---------- Dataset records

impl Document {
    /// Creates an empty document.
    #[must_use]
    pub fn new() -> Self {
        let mut arena = Arena::default();
        let top = arena.new_root(None);
        Self {
            top,
            arena: RwLock::new(arena),
            listeners: Mutex::new(FxHashMap::default()),
            data_transfer_supported: AtomicBool::new(true),
        }
    }

    /// Creates a document from an HTML fragment.
    pub fn parse(html: &str) -> Result<Self> {
        let doc = Self::new();
        doc.append_markup(doc.top, html)?;
        Ok(doc)
    }

    // ========================================================================
    // Mutation
    // ========================================================================

    /// Appends a new element.
    pub fn append_element(
        &self,
        parent: impl Into<Parent>,
        tag: &str,
        attributes: &[(&str, &str)],
    ) -> Result<NodeId> {
        let attributes = attributes
            .iter()
            .map(|(n, v)| (n.to_ascii_lowercase(), (*v).to_string()))
            .collect();
        self.arena.write().append(parent.into(), tag, attributes)
    }

    /// Parses `html` and appends its top-level elements.
    ///
    /// Late-rendered page content is simulated this way.
    pub fn append_markup(&self, parent: impl Into<Parent>, html: &str) -> Result<Vec<NodeId>> {
        let parent = parent.into();
        let parsed = parse_fragment(html)?;
        let mut arena = self.arena.write();
        parsed
            .iter()
            .map(|element| arena.insert(parent, element))
            .collect()
    }

    /// Attaches an open shadow root to `host`.
    ///
    /// # Errors
    ///
    /// [`Error::InvalidArgument`] if `host` already has one.
    pub fn attach_shadow(&self, host: NodeId) -> Result<RootId> {
        let mut arena = self.arena.write();
        if arena.node(host)?.shadow_root.is_some() {
            return Err(Error::invalid_argument(format!(
                "{host} already hosts a shadow root"
            )));
        }
        let shadow = arena.new_root(Some(host));
        arena.node_mut(host)?.shadow_root = Some(shadow);
        Ok(shadow)
    }

    /// Attaches an existing shadow root to a second host.
    ///
    /// The root keeps its original host; only `host`'s `shadow_root` changes.
    pub fn share_shadow_root(&self, host: NodeId, root: RootId) -> Result<()> {
        let mut arena = self.arena.write();
        arena.root(root)?;
        arena.node_mut(host)?.shadow_root = Some(root);
        Ok(())
    }

    /// Creates an empty same-origin document inside a frame element.
    pub fn create_frame_document(&self, frame: NodeId) -> Result<RootId> {
        let mut arena = self.arena.write();
        let tag = arena.node(frame)?.tag.as_str();
        if !matches!(tag, "iframe" | "frame") {
            return Err(Error::invalid_argument(format!("{frame} is not a frame")));
        }
        let doc = arena.new_root(None);
        arena.node_mut(frame)?.frame = Some(FrameContent::SameOrigin(doc));
        Ok(doc)
    }

    /// Marks a frame's content as belonging to `origin`.
    pub fn set_cross_origin(&self, frame: NodeId, origin: impl Into<String>) -> Result<()> {
        let mut arena = self.arena.write();
        arena.node_mut(frame)?.frame = Some(FrameContent::CrossOrigin {
            origin: origin.into(),
        });
        Ok(())
    }

    /// Sets or replaces an attribute.
    pub fn set_attribute(&self, element: NodeId, name: &str, value: &str) -> Result<()> {
        let mut arena = self.arena.write();
        let node = arena.node_mut(element)?;
        let name = name.to_ascii_lowercase();
        match node.attributes.iter_mut().find(|(n, _)| *n == name) {
            Some((_, existing)) => *existing = value.to_string(),
            None => node.attributes.push((name, value.to_string())),
        }
        Ok(())
    }

    /// Removes an attribute if present.
    pub fn remove_attribute(&self, element: NodeId, name: &str) -> Result<()> {
        let mut arena = self.arena.write();
        arena
            .node_mut(element)?
            .attributes
            .retain(|(n, _)| !n.eq_ignore_ascii_case(name));
        Ok(())
    }

    /// Detaches an element (and its subtree) from the page.
    pub fn remove(&self, element: NodeId) -> Result<()> {
        let mut arena = self.arena.write();
        let node = arena.node(element)?;
        let (root, parent) = (node.root, node.parent);

        match parent {
            Some(parent) => arena.node_mut(parent)?.children.retain(|c| *c != element),
            None => arena.root_mut(root)?.children.retain(|c| *c != element),
        }

        let mut stack = vec![element];
        while let Some(id) = stack.pop() {
            let node = arena.node_mut(id)?;
            node.connected = false;
            stack.extend(node.children.iter().copied());
        }
        Ok(())
    }

    /// Registers a listener for `kind` events reaching `target`.
    pub fn add_event_listener<F>(&self, target: NodeId, kind: EventKind, listener: F) -> Result<()>
    where
        F: Fn(&DomEvent) -> ListenerAction + Send + Sync + 'static,
    {
        self.arena.read().node(target)?;
        self.listeners
            .lock()
            .entry((target, kind))
            .or_default()
            .push(Arc::new(listener));
        Ok(())
    }

    /// Simulates a host without `DataTransfer` construction.
    pub fn set_data_transfer_supported(&self, supported: bool) {
        self.data_transfer_supported
            .store(supported, Ordering::Relaxed);
    }

    // ========================================================================
    // Inspection
    // ========================================================================

    /// Files currently assigned to an input.
    #[must_use]
    pub fn files(&self, input: NodeId) -> Vec<CaptureFile> {
        self.arena
            .read()
            .node(input)
            .map(|node| node.files.clone())
            .unwrap_or_default()
    }

    /// Frame content of a frame element.
    #[must_use]
    pub fn frame_content(&self, frame: NodeId) -> Option<FrameContent> {
        self.arena.read().node(frame).ok()?.frame.clone()
    }

    /// First connected element with `id`, searching every root.
    #[must_use]
    pub fn find_by_id(&self, id: &str) -> Option<NodeId> {
        let arena = self.arena.read();
        arena
            .nodes
            .iter()
            .enumerate()
            .find(|(_, node)| {
                node.connected && node.attributes.iter().any(|(n, v)| n == "id" && v == id)
            })
            .map(|(index, _)| NodeId::new(index))
    }

    /// Number of elements ever created.
    #[must_use]
    pub fn len(&self) -> usize {
        self.arena.read().nodes.len()
    }

    /// Returns `true` if no element was ever created.
    #[must_use]
    pub fn is_empty(&self) -> bool {
        self.len() == 0
    }

    fn event_path(&self, target: NodeId, event: &DomEvent) -> Result<Vec<NodeId>> {
        let arena = self.arena.read();
        arena.node(target)?;

        let mut path = vec![target];
        if !event.bubbles {
            return Ok(path);
        }

        let mut current = target;
        loop {
            let node = arena.node(current)?;
            let next = match node.parent {
                Some(parent) => Some(parent),
                None if event.composed => arena.root(node.root)?.host,
                None => None,
            };
            let Some(next) = next else {
                break;
            };
            path.push(next);
            current = next;
        }
        Ok(path)
    }
}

--------------------

Your instructions>
Reproduce all of the entries verbatim.

Result for this task>
impl Document {
    /// Creates an empty document.
    #[must_use]
    pub fn new() -> Self {
        let mut arena = Arena::default();
        let top = arena.new_root(None);
        Self {
            top,
            arena: RwLock::new(arena),
            listeners: Mutex::new(FxHashMap::default()),
            data_transfer_supported: AtomicBool::new(true),
        }
    }

    /// Creates a document from an HTML fragment.
    pub fn parse(html: &str) -> Result<Self> {
        let doc = Self::new();
        doc.append_markup(doc.top, html)?;
        Ok(doc)
    }

    // ========================================================================
    // Mutation
    // ========================================================================

    /// Appends a new element.
    pub fn append_element(
        &self,
        parent: impl Into<Parent>,
        tag: &str,
        attributes: &[(&str, &str)],
    ) -> Result<NodeId> {
        let attributes = attributes
            .iter()
            .map(|(n, v)| (n.to_ascii_lowercase(), (*v).to_string()))
            .collect();
        self.arena.write().append(parent.into(), tag, attributes)
    }

    /// Parses `html` and appends its top-level elements.
    ///
    /// Late-rendered page content is simulated this way.
    pub fn append_markup(&self, parent: impl Into<Parent>, html: &str) -> Result<Vec<NodeId>> {
        let parent = parent.into();
        let parsed = parse_fragment(html)?;
        let mut arena = self.arena.write();
        parsed
            .iter()
            .map(|element| arena.insert(parent, element))
            .collect()
    }

    /// Attaches an open shadow root to `host`.
    ///
    /// # Errors
    ///
    /// [`Error::InvalidArgument`] if `host` already has one.
    pub fn attach_shadow(&self, host: NodeId) -> Result<RootId> {
        let mut arena = self.arena.write();
        if arena.node(host)?.shadow_root.is_some() {
            return Err(Error::invalid_argument(format!(
                "{host} already hosts a shadow root"
            )));
        }
        let shadow = arena.new_root(Some(host));
        arena.node_mut(host)?.shadow_root = Some(shadow);
        Ok(shadow)
    }

    /// Attaches an existing shadow root to a second host.
    ///
    /// The root keeps its original host; only `host`'s `shadow_root` changes.
    pub fn share_shadow_root(&self, host: NodeId, root: RootId) -> Result<()> {
        let mut arena = self.arena.write();
        arena.root(root)?;
        arena.node_mut(host)?.shadow_root = Some(root);
        Ok(())
    }

    /// Creates an empty same-origin document inside a frame element.
    pub fn create_frame_document(&self, frame: NodeId) -> Result<RootId> {
        let mut arena = self.arena.write();
        let tag = arena.node(frame)?.tag.as_str();
        if !matches!(tag, "iframe" | "frame") {
            return Err(Error::invalid_argument(format!("{frame} is not a frame")));
        }
        let doc = arena.new_root(None);
        arena.node_mut(frame)?.frame = Some(FrameContent::SameOrigin(doc));
        Ok(doc)
    }

    /// Marks a frame's content as belonging to `origin`.
    pub fn set_cross_origin(&self, frame: NodeId, origin: impl Into<String>) -> Result<()> {
        let mut arena = self.arena.write();
        arena.node_mut(frame)?.frame = Some(FrameContent::CrossOrigin {
            origin: origin.into(),
        });
        Ok(())
    }

    /// Sets or replaces an attribute.
    pub fn set_attribute(&self, element: NodeId, name: &str, value: &str) -> Result<()> {
        let mut arena = self.arena.write();
        let node = arena.node_mut(element)?;
        let name = name.to_ascii_lowercase();
        match node.attributes.iter_mut().find(|(n, _)| *n == name) {
            Some((_, existing)) => *existing = value.to_string(),
            None => node.attributes.push((name, value.to_string())),
        }
        Ok(())
    }

    /// Removes an attribute if present.
    pub fn remove_attribute(&self, element: NodeId, name: &str) -> Result<()> {
        let mut arena = self.arena.write();
        arena
            .node_mut(element)?
            .attributes
            .retain(|(n, _)| !n.eq_ignore_ascii_case(name));
        Ok(())
    }

    /// Detaches an element (and its subtree) from the page.
    pub fn remove(&self, element: NodeId) -> Result<()> {
        let mut arena = self.arena.write();
        let node = arena.node(element)?;
        let (root, parent) = (node.root, node.parent);

        match parent {
            Some(parent) => arena.node_mut(parent)?.children.retain(|c| *c != element),
            None => arena.root_mut(root)?.children.retain(|c| *c != element),
        }

        let mut stack = vec![element];
        while let Some(id) = stack.pop() {
            let node = arena.node_mut(id)?;
            node.connected = false;
            stack.extend(node.children.iter().copied());
        }
        Ok(())
    }

    /// Registers a listener for `kind` events reaching `target`.
    pub fn add_event_listener<F>(&self, target: NodeId, kind: EventKind, listener: F) -> Result<()>
    where
        F: Fn(&DomEvent) -> ListenerAction + Send + Sync + 'static,
    {
        self.arena.read().node(target)?;
        self.listeners
            .lock()
            .entry((target, kind))
            .or_default()
            .push(Arc::new(listener));
        Ok(())
    }

    /// Simulates a host without `DataTransfer` construction.
    pub fn set_data_transfer_supported(&self, supported: bool) {
        self.data_transfer_supported
            .store(supported, Ordering::Relaxed);
    }

    // ========================================================================
    // Inspection
    // ========================================================================

    /// Files currently assigned to an input.
    #[must_use]
    pub fn files(&self, input: NodeId) -> Vec<CaptureFile> {
        self.arena
            .read()
            .node(input)
            .map(|node| node.files.clone())
            .unwrap_or_default()
    }

    /// Frame content of a frame element.
    #[must_use]
    pub fn frame_content(&self, frame: NodeId) -> Option<FrameContent> {
        self.arena.read().node(frame).ok()?.frame.clone()
    }

    /// First connected element with `id`, searching every root.
    #[must_use]
    pub fn find_by_id(&self, id: &str) -> Option<NodeId> {
        let arena = self.arena.read();
        arena
            .nodes
            .iter()
            .enumerate()
            .find(|(_, node)| {
                node.connected && node.attributes.iter().any(|(n, v)| n == "id" && v == id)
            })
            .map(|(index, _)| NodeId::new(index))
    }

    /// Number of elements ever created.
    #[must_use]
    pub fn len(&self) -> usize {
        self.arena.read().nodes.len()
    }

    /// Returns `true` if no element was ever created.
    #[must_use]
    pub fn is_empty(&self) -> bool {
        self.len() == 0
    }

    fn event_path(&self, target: NodeId, event: &DomEvent) -> Result<Vec<NodeId>> {
        let arena = self.arena.read();
        arena.node(target)?;

        let mut path = vec![target];
        if !event.bubbles {
            return Ok(path);
        }

        let mut current = target;
        loop {
            let node = arena.node(current)?;
            let next = match node.parent {
                Some(parent) => Some(parent),
                None if event.composed => arena.root(node.root)?.host,
                None => None,
            };
            let Some(next) = next else {
                break;
            };
            path.push(next);
            current = next;
        }
        Ok(path)
    }
}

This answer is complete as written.